Dave Winer has a couple of related posts up, one addressed to Doc Searls and me, and the other broadening the point: we need to be doing more to support software that makes us, and the Internet, freer.

Dave’s first post addressed Doc and me because Dave not only likes Doc Searls‘ and my New Clues (and the Gillmor Gang podcast we did on Friday), he wrote a cool app — a “listicle” version of the Clues — and before we posted gave us some crucial advice. Dave’s point is that there’s software that increases our freedom and there’s software that “siphons off and monetizes freedom.” People like Dave write software that increases our freedom. People like Doc and me and you ought to be informing one another and the entire ecosystem about the freedom-increasing software we use.

No argument there. I don’t blog a lot about specific pieces of software, except for the library software I’d been working with for the past five years — It’s free-making software — and to whine. I can do more, but, frankly, if you’re reading this blog, you’re in a very elite club (and by “elite” I mean “tiny”) so the practical effect will be negligible. Still, I’ll try.

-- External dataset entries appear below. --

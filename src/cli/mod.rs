//! CLI module for RouteLens.
//!
//! Commands:
//! - Source: routes, context, infer
//! - Data store: collections, schema, sample, resolve-id
//! - Prediction: predict
//!
//! Every command prints JSON on stdout; logs go to stderr.

pub mod data;
pub mod source;

use std::path::{Path, PathBuf};
use std::sync::Arc;

use anyhow::{Context as _, Result};
use clap::{Parser, Subcommand};
use serde::Serialize;
use tracing::warn;

use crate::config::{RouteLensConfig, CONFIG_FILE_NAME};
use crate::data::Connection;

const DEFAULT_ROOT: &str = ".";

#[derive(Parser)]
#[command(name = "routelens")]
#[command(about = "RouteLens - Express route discovery and payload prediction", long_about = None)]
pub struct Cli {
    /// Project root directory (default: current directory)
    #[arg(short, long, default_value = DEFAULT_ROOT)]
    pub root: PathBuf,

    /// Config file (default: <root>/routelens.toml)
    #[arg(short, long)]
    pub config: Option<PathBuf>,

    /// MongoDB connection string, overrides the config file
    #[arg(long)]
    pub mongodb_uri: Option<String>,

    /// Database name, overrides the config file
    #[arg(long)]
    pub database: Option<String>,

    #[command(subcommand)]
    pub command: Commands,
}

#[derive(Subcommand)]
pub enum Commands {
    // ─── Source ───────────────────────────────────────────────────
    /// List detected routes
    Routes {
        /// Scan a single file instead of the whole project
        #[arg(short, long)]
        file: Option<PathBuf>,
    },

    /// Show the handler source for a route
    Context {
        /// HTTP method
        method: String,
        /// Full route path, e.g. /api/users/:id
        path: String,
    },

    /// Guess the collection behind a route
    Infer {
        method: String,
        path: String,

        /// Show every strategy's guess
        #[arg(short, long)]
        all: bool,
    },

    // ─── Data store ───────────────────────────────────────────────
    /// List collections with counts
    Collections,

    /// Field statistics for a collection
    Schema {
        collection: String,

        /// Documents to sample
        #[arg(short, long, default_value = "20")]
        sample_size: usize,
    },

    /// Sample documents from a collection
    Sample {
        collection: String,

        #[arg(short, long, default_value = "5")]
        limit: usize,
    },

    /// Suggest real ids for a reference field
    ResolveId {
        /// Field name, e.g. userId
        field: String,

        /// Collection whose documents hold the field
        #[arg(short, long)]
        source: Option<String>,

        #[arg(short, long, default_value = "5")]
        limit: usize,
    },

    // ─── Prediction ───────────────────────────────────────────────
    /// Predict a request payload from code and live data
    Predict {
        method: String,
        path: String,

        /// Prefer sampled values over model examples
        #[arg(long)]
        prefer_real: Option<bool>,

        /// Keep at most this many fields
        #[arg(long)]
        limit_fields: Option<usize>,

        /// Never include these fields
        #[arg(long, value_delimiter = ',')]
        exclude: Vec<String>,

        /// Always include these fields
        #[arg(long, value_delimiter = ',')]
        include: Vec<String>,

        /// Print the snapshot record instead of the full prediction
        #[arg(long)]
        snapshot: bool,
    },
}

/// Loaded config plus the resolved workspace root.
pub struct Workspace {
    pub config: RouteLensConfig,
    pub root: PathBuf,
}

impl Workspace {
    /// An explicit `--root` wins over the config file's location.
    pub fn load(cli: &Cli) -> Result<Self> {
        let config_path = cli
            .config
            .clone()
            .unwrap_or_else(|| cli.root.join(CONFIG_FILE_NAME));
        let mut config = RouteLensConfig::load(&config_path);
        config.apply_overrides(cli.mongodb_uri.clone(), cli.database.clone());
        config.validate().context("invalid configuration")?;

        let from_config = config.resolve_root(&config_path);
        let root = if cli.config.is_some() && cli.root != Path::new(DEFAULT_ROOT) {
            if from_config != cli.root {
                warn!(
                    root = %cli.root.display(),
                    config_root = %from_config.display(),
                    "--root differs from the config file's workspace root, using --root"
                );
            }
            cli.root.clone()
        } else {
            from_config
        };
        Ok(Self { config, root })
    }

    /// Connect to the configured store. Failure is logged, not fatal.
    pub async fn connect(&self) -> Arc<Connection> {
        let connection = Arc::new(Connection::new(self.config.database.clone()));
        if !connection.connect().await {
            warn!(uri = %self.config.database.uri, "data store unavailable, continuing without it");
        }
        connection
    }
}

pub fn print_json<T: Serialize + ?Sized>(value: &T) -> Result<()> {
    let text = serde_json::to_string_pretty(value).context("failed to serialize output")?;
    println!("{text}");
    Ok(())
}

pub async fn run(cli: Cli) -> Result<()> {
    let workspace = Workspace::load(&cli)?;

    match cli.command {
        Commands::Routes { file } => source::routes(&workspace, file.as_deref()),
        Commands::Context { method, path } => source::context(&workspace, &method, &path),
        Commands::Infer { method, path, all } => source::infer(&workspace, &method, &path, all),
        Commands::Collections => data::collections(&workspace).await,
        Commands::Schema {
            collection,
            sample_size,
        } => data::schema(&workspace, &collection, sample_size).await,
        Commands::Sample { collection, limit } => data::sample(&workspace, &collection, limit).await,
        Commands::ResolveId {
            field,
            source: source_collection,
            limit,
        } => data::resolve_id(&workspace, &field, source_collection.as_deref(), limit).await,
        Commands::Predict {
            method,
            path,
            prefer_real,
            limit_fields,
            exclude,
            include,
            snapshot,
        } => {
            let mut options = crate::hybrid::HybridOptions::from(&workspace.config.prediction);
            if prefer_real.is_some() {
                options.prefer_real_data = prefer_real;
            }
            if limit_fields.is_some() {
                options.limit_fields = limit_fields;
            }
            options.exclude_fields.extend(exclude);
            options.include_fields.extend(include);
            source::predict(&workspace, &method, &path, &options, snapshot).await
        }
    }
}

I’m more distressed by how difficult it is to find freedom-making software. At the major download sites (note: do not use download.com until you read this) you can restrict your results to “free” but not in Dave’s sense…and even then many of the apps are only pretending to be monetarily free. It would help a lot if freedom-making software were a category you could search for. Or if there were download sites devoted to aggregating such software. (What am I forgetting or don’t know about? (Source code sites are too geeky for most people.))

It would be good to come up with a better name than “freedom-making” apps so that it is easier for people to talk about it and understand the concept.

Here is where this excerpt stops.